======== MATERIAL FOR THE TASK ========

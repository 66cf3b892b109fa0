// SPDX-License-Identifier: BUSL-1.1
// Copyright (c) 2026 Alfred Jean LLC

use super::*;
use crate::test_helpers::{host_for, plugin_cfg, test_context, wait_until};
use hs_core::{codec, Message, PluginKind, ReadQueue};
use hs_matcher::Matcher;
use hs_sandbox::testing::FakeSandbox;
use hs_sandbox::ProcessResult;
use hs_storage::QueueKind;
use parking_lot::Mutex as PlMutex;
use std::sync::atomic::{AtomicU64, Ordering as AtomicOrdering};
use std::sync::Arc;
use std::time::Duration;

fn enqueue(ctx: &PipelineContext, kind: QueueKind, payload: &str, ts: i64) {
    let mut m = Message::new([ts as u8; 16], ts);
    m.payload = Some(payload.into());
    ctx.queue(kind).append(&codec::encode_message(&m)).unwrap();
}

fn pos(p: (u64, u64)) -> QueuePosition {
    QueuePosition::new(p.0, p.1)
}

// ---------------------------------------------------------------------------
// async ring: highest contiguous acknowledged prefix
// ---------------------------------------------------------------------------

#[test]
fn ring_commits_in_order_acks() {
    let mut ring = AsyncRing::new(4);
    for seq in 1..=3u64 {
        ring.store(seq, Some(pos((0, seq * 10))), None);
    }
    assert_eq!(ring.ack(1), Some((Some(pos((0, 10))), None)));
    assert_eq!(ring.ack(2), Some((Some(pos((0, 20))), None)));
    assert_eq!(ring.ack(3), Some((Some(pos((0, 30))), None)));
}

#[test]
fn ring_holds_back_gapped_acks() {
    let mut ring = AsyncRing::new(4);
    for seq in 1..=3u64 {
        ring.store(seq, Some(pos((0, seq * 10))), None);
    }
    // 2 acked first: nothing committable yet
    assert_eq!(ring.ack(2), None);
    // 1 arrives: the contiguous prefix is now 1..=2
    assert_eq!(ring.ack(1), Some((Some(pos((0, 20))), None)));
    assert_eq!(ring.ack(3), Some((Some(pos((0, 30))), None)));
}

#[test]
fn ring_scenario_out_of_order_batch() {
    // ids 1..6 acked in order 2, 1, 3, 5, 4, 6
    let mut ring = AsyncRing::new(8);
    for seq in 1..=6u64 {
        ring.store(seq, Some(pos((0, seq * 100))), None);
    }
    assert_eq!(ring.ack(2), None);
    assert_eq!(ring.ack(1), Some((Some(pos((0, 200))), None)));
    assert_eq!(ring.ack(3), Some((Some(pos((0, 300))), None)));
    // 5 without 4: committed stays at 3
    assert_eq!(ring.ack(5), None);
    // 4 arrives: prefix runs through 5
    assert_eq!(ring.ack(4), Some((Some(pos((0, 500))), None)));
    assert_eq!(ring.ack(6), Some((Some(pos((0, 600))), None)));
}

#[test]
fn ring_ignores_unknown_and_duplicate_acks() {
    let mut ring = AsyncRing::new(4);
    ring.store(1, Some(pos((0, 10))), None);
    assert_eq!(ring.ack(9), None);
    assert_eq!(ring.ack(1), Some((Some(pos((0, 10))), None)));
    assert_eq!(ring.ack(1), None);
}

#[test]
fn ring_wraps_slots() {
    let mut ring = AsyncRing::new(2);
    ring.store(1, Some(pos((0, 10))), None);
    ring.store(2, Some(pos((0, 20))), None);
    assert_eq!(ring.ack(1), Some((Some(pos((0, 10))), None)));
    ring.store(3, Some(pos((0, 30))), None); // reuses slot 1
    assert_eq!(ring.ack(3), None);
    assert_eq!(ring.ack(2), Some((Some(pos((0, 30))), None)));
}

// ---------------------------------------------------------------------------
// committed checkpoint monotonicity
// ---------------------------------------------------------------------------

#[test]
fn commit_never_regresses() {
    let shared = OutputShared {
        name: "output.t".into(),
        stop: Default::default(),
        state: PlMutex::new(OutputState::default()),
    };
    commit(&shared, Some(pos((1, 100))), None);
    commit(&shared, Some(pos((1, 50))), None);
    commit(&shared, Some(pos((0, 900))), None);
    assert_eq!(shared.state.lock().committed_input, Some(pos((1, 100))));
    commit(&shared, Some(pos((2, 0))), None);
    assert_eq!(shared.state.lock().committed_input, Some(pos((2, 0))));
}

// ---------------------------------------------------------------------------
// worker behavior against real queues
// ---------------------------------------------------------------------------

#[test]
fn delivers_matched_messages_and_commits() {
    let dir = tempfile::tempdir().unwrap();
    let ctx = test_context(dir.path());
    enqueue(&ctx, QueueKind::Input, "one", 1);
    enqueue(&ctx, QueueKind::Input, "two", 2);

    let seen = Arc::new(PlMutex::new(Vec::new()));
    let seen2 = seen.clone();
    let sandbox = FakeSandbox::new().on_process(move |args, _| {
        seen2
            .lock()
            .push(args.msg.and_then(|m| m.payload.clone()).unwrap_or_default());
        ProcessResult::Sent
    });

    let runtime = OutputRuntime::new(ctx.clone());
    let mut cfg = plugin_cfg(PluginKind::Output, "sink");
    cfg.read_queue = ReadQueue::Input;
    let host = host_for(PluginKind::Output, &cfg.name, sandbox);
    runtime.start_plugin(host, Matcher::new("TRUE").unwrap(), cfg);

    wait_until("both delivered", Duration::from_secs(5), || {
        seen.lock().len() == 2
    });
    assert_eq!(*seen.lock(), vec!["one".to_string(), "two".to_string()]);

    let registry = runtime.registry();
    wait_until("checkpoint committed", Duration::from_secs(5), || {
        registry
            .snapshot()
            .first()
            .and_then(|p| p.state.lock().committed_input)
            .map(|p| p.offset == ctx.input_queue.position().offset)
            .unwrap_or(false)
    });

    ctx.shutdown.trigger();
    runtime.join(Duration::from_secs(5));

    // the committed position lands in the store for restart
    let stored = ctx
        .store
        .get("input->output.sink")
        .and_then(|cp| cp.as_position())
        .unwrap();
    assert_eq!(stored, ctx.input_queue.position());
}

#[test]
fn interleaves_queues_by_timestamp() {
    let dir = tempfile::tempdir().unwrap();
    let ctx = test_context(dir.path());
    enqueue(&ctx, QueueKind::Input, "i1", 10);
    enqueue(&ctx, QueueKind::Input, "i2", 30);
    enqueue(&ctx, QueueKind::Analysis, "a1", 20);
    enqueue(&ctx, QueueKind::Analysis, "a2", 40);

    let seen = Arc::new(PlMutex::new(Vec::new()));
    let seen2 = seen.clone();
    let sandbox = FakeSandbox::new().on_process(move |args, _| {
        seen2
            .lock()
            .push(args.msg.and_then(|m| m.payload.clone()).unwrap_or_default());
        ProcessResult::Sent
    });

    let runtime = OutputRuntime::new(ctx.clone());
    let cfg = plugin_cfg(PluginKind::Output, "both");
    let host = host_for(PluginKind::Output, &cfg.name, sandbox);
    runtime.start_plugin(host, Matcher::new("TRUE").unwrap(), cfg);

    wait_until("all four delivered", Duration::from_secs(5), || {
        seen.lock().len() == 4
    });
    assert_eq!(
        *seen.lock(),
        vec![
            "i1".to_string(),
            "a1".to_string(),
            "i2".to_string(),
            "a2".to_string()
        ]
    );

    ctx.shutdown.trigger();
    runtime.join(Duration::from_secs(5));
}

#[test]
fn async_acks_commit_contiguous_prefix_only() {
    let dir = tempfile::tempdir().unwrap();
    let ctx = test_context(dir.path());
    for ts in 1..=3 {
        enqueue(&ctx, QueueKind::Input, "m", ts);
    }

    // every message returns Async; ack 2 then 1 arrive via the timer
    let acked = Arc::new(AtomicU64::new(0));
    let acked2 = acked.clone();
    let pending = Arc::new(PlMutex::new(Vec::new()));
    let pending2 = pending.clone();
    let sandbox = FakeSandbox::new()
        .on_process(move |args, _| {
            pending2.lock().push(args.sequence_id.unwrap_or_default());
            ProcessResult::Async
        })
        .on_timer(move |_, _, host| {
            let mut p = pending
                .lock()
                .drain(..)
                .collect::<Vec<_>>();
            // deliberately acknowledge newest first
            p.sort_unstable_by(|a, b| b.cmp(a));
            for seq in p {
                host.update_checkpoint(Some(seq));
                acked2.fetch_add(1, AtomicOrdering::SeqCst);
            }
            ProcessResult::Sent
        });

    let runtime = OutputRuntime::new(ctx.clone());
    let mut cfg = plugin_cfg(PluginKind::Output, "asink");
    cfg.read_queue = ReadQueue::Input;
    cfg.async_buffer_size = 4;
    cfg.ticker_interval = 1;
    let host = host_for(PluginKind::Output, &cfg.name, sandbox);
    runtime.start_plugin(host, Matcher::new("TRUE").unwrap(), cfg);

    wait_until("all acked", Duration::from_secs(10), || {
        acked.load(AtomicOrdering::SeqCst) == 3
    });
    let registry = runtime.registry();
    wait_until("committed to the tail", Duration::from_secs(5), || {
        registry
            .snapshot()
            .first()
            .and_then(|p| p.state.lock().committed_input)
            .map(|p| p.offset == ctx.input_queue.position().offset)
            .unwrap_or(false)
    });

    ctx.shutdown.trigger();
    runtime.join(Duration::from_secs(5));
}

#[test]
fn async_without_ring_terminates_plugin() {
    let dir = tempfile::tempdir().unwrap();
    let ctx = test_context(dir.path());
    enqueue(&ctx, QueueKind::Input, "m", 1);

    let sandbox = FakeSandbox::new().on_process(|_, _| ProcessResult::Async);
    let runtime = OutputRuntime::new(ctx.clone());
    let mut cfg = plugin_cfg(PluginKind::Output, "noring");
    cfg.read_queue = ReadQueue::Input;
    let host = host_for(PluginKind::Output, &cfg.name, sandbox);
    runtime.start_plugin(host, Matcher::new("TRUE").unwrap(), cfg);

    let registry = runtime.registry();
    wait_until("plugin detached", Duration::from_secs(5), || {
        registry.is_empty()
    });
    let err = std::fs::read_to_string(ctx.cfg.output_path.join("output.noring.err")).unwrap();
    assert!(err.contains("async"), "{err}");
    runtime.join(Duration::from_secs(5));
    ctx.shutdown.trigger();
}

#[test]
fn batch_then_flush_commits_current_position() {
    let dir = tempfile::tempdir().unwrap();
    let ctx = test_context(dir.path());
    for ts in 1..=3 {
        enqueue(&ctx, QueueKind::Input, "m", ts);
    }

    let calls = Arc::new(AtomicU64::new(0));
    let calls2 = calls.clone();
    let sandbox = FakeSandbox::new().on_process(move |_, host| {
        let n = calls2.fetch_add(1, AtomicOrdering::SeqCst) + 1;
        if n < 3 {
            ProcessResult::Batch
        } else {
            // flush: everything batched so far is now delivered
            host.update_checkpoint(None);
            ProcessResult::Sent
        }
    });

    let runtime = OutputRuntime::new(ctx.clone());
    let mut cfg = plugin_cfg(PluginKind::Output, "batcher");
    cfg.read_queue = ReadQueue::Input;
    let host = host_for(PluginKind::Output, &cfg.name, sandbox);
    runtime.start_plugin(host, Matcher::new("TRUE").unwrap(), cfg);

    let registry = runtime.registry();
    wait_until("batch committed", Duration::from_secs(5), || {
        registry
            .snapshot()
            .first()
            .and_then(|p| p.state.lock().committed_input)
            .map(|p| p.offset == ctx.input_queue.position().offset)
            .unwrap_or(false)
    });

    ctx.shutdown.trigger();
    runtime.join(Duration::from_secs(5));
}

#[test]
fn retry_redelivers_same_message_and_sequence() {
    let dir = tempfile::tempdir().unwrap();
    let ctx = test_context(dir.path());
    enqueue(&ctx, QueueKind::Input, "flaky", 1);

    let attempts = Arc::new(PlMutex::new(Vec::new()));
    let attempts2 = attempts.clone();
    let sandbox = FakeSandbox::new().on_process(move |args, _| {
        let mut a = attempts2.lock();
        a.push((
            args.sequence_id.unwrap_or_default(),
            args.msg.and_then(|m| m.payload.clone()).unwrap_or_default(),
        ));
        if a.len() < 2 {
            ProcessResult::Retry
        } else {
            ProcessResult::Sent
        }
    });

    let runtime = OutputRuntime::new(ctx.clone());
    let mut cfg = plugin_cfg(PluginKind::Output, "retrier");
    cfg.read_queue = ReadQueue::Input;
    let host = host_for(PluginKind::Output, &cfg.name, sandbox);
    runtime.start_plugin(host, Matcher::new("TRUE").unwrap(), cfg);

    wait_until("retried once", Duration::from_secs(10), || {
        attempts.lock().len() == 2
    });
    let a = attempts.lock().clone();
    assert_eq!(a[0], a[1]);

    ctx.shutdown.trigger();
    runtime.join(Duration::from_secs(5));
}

========
======== MATERIAL FOR THE TASK ========

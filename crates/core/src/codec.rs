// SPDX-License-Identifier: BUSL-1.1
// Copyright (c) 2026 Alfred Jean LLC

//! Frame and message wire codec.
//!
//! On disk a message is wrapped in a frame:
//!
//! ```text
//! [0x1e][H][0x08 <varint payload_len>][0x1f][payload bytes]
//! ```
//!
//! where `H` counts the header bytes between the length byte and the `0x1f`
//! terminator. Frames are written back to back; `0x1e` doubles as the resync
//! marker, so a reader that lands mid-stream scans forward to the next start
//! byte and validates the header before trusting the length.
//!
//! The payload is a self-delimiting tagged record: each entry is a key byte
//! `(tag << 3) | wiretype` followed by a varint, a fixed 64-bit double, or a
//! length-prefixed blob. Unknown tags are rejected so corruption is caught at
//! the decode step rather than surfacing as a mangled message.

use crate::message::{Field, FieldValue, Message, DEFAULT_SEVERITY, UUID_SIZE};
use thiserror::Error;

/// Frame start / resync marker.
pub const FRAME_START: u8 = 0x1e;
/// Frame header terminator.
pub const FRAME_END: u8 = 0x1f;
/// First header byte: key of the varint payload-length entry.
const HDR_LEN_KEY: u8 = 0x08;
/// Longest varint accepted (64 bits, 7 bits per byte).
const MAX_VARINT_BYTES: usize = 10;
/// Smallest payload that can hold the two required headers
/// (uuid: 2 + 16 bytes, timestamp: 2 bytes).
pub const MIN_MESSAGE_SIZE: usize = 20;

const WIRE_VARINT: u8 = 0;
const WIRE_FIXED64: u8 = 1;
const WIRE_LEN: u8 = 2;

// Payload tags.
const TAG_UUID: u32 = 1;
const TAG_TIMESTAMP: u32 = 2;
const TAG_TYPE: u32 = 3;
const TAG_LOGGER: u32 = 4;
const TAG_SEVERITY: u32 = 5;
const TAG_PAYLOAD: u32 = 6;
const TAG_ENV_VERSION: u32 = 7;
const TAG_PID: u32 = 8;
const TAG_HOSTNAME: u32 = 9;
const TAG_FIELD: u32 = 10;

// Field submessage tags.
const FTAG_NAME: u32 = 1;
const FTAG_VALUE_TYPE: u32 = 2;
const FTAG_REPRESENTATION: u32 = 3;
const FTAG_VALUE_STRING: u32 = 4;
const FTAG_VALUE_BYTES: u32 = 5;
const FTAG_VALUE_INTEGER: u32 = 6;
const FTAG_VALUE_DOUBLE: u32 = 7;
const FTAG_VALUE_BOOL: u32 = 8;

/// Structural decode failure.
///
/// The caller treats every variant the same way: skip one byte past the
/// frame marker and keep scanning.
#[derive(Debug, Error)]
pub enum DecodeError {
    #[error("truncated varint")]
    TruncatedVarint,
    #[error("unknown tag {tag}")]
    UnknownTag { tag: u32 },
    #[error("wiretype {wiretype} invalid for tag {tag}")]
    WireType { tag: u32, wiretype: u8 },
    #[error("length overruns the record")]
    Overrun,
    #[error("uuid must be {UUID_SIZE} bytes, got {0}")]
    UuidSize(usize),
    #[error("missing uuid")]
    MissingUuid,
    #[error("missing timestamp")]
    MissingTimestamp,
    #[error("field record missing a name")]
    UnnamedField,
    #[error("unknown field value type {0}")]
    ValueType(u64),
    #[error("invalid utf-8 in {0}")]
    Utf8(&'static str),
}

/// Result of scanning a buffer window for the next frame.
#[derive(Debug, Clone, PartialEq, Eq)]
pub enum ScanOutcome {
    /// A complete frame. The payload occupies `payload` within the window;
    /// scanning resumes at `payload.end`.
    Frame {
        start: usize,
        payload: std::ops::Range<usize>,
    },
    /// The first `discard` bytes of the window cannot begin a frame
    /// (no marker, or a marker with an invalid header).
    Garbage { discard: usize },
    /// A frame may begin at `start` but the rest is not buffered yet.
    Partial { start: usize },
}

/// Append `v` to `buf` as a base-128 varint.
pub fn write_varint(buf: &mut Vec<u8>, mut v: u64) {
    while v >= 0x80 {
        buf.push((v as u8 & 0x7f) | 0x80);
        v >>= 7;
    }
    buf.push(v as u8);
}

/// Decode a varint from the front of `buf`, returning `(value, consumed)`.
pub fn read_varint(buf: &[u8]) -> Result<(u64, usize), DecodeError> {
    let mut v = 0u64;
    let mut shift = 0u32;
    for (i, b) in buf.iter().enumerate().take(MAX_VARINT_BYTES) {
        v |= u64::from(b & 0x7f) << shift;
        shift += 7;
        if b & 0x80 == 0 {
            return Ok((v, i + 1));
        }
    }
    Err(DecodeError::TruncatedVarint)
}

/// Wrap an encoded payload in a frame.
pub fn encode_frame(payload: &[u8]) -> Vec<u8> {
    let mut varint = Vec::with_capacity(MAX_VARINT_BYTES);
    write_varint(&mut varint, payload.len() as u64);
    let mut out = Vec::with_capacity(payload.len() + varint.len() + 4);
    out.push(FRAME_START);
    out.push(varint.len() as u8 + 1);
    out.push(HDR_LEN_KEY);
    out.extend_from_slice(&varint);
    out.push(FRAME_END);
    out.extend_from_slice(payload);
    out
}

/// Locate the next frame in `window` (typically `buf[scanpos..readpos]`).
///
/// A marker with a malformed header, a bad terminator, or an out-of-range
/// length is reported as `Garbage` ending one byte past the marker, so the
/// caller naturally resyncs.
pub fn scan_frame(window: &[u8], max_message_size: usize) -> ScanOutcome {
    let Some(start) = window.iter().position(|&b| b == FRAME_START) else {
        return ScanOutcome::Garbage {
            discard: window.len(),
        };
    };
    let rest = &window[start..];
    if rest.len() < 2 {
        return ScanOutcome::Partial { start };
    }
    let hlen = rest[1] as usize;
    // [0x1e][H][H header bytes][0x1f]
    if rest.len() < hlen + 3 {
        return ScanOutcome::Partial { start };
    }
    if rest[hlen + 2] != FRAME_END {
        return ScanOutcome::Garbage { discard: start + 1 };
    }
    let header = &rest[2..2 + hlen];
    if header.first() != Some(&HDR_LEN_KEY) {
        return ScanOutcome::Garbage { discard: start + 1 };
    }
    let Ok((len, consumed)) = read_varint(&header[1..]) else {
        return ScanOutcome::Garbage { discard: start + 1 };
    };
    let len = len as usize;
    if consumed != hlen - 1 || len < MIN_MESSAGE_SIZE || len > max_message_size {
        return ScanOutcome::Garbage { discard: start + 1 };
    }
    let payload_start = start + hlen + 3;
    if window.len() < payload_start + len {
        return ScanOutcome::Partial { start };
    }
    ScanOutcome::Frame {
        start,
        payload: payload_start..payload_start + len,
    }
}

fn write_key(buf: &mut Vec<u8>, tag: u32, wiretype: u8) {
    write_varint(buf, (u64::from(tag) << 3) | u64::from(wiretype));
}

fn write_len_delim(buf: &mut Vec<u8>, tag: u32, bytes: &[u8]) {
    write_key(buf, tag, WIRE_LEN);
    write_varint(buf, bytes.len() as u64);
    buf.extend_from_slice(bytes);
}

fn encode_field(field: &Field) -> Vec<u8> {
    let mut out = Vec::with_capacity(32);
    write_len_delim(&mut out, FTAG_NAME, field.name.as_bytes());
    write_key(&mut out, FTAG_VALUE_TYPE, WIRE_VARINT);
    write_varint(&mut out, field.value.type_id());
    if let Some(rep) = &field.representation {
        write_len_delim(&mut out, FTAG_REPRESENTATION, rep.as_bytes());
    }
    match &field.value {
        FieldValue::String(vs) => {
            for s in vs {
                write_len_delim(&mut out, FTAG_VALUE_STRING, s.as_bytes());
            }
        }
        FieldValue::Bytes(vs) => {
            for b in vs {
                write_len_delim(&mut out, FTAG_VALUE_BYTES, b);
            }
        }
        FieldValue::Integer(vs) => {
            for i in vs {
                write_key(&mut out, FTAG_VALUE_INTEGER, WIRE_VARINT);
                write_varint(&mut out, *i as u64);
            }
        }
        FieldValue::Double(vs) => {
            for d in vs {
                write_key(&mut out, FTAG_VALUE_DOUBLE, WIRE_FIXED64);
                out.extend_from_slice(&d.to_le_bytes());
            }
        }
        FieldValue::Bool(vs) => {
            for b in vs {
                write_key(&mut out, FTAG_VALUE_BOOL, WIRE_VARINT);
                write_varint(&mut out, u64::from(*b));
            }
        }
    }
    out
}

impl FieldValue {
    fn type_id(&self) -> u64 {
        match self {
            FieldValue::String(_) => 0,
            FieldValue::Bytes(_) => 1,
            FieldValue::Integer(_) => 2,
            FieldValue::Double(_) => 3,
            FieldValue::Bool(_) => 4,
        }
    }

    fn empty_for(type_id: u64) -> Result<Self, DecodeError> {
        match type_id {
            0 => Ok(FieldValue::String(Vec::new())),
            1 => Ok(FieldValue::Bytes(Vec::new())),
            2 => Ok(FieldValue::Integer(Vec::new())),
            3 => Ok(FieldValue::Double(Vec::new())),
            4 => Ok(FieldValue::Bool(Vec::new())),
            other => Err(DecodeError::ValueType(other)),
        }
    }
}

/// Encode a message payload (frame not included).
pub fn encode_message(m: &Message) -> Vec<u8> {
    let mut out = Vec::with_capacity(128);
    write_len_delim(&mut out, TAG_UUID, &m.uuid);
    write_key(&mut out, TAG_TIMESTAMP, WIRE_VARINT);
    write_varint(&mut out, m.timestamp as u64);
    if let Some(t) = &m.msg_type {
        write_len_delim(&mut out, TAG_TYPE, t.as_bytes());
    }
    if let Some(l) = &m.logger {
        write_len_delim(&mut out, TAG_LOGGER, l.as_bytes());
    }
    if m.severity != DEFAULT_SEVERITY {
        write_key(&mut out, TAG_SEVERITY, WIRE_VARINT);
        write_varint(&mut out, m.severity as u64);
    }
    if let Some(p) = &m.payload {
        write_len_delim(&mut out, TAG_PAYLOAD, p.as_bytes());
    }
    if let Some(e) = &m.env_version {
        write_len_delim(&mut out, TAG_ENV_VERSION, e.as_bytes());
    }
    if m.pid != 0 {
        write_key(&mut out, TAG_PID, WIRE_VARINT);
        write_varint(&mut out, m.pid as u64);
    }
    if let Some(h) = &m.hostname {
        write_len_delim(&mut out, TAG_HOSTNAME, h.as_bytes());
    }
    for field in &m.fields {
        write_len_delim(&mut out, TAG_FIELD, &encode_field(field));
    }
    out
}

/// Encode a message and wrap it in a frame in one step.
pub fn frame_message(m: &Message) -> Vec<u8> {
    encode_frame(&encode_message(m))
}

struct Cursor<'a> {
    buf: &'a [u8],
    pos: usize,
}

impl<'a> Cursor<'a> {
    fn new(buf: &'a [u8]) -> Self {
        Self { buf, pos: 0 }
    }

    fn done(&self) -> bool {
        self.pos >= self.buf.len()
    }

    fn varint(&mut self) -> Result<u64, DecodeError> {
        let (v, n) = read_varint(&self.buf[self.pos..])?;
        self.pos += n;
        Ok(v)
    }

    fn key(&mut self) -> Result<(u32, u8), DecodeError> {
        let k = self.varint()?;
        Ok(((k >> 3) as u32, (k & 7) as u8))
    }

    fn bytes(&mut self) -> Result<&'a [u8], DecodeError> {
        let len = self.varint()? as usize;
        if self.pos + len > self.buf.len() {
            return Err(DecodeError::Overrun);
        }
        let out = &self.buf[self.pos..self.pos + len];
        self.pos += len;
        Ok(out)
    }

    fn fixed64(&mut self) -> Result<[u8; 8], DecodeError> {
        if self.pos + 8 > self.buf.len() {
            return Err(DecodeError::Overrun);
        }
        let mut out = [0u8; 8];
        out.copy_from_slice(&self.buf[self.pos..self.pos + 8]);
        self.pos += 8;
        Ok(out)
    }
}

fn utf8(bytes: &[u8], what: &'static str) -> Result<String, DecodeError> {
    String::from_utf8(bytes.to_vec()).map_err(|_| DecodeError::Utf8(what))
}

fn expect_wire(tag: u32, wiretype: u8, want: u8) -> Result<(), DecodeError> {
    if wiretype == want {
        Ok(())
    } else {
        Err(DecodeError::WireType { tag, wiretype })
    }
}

========
======== MATERIAL FOR THE TASK ========

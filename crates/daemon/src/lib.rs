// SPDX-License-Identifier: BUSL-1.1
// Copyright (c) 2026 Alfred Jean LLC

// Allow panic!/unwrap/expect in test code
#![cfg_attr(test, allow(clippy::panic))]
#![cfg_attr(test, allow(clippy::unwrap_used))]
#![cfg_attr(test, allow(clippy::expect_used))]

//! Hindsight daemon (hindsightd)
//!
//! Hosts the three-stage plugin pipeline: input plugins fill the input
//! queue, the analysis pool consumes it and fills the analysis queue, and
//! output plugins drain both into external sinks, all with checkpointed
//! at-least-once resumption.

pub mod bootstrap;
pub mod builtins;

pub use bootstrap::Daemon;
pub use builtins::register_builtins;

========

In the entries above, find the line with "repository 66cf3b892b109fa0" and the line with "assert_eq!(ring.ack(1), Some((Some(pos((0, 20))), None)));", then restate word for word both of them and every line between, with nothing more.

repository 66cf3b892b109fa0
// SPDX-License-Identifier: BUSL-1.1
// Copyright (c) 2026 Alfred Jean LLC

use super::*;
use crate::test_helpers::{host_for, plugin_cfg, test_context, wait_until};
use hs_core::{codec, Message, PluginKind, ReadQueue};
use hs_matcher::Matcher;
use hs_sandbox::testing::FakeSandbox;
use hs_sandbox::ProcessResult;
use hs_storage::QueueKind;
use parking_lot::Mutex as PlMutex;
use std::sync::atomic::{AtomicU64, Ordering as AtomicOrdering};
use std::sync::Arc;
use std::time::Duration;

fn enqueue(ctx: &PipelineContext, kind: QueueKind, payload: &str, ts: i64) {
    let mut m = Message::new([ts as u8; 16], ts);
    m.payload = Some(payload.into());
    ctx.queue(kind).append(&codec::encode_message(&m)).unwrap();
}

fn pos(p: (u64, u64)) -> QueuePosition {
    QueuePosition::new(p.0, p.1)
}

// ---------------------------------------------------------------------------
// async ring: highest contiguous acknowledged prefix
// ---------------------------------------------------------------------------

#[test]
fn ring_commits_in_order_acks() {
    let mut ring = AsyncRing::new(4);
    for seq in 1..=3u64 {
        ring.store(seq, Some(pos((0, seq * 10))), None);
    }
    assert_eq!(ring.ack(1), Some((Some(pos((0, 10))), None)));
    assert_eq!(ring.ack(2), Some((Some(pos((0, 20))), None)));
    assert_eq!(ring.ack(3), Some((Some(pos((0, 30))), None)));
}

#[test]
fn ring_holds_back_gapped_acks() {
    let mut ring = AsyncRing::new(4);
    for seq in 1..=3u64 {
        ring.store(seq, Some(pos((0, seq * 10))), None);
    }
    // 2 acked first: nothing committable yet
    assert_eq!(ring.ack(2), None);
    // 1 arrives: the contiguous prefix is now 1..=2
    assert_eq!(ring.ack(1), Some((Some(pos((0, 20))), None)));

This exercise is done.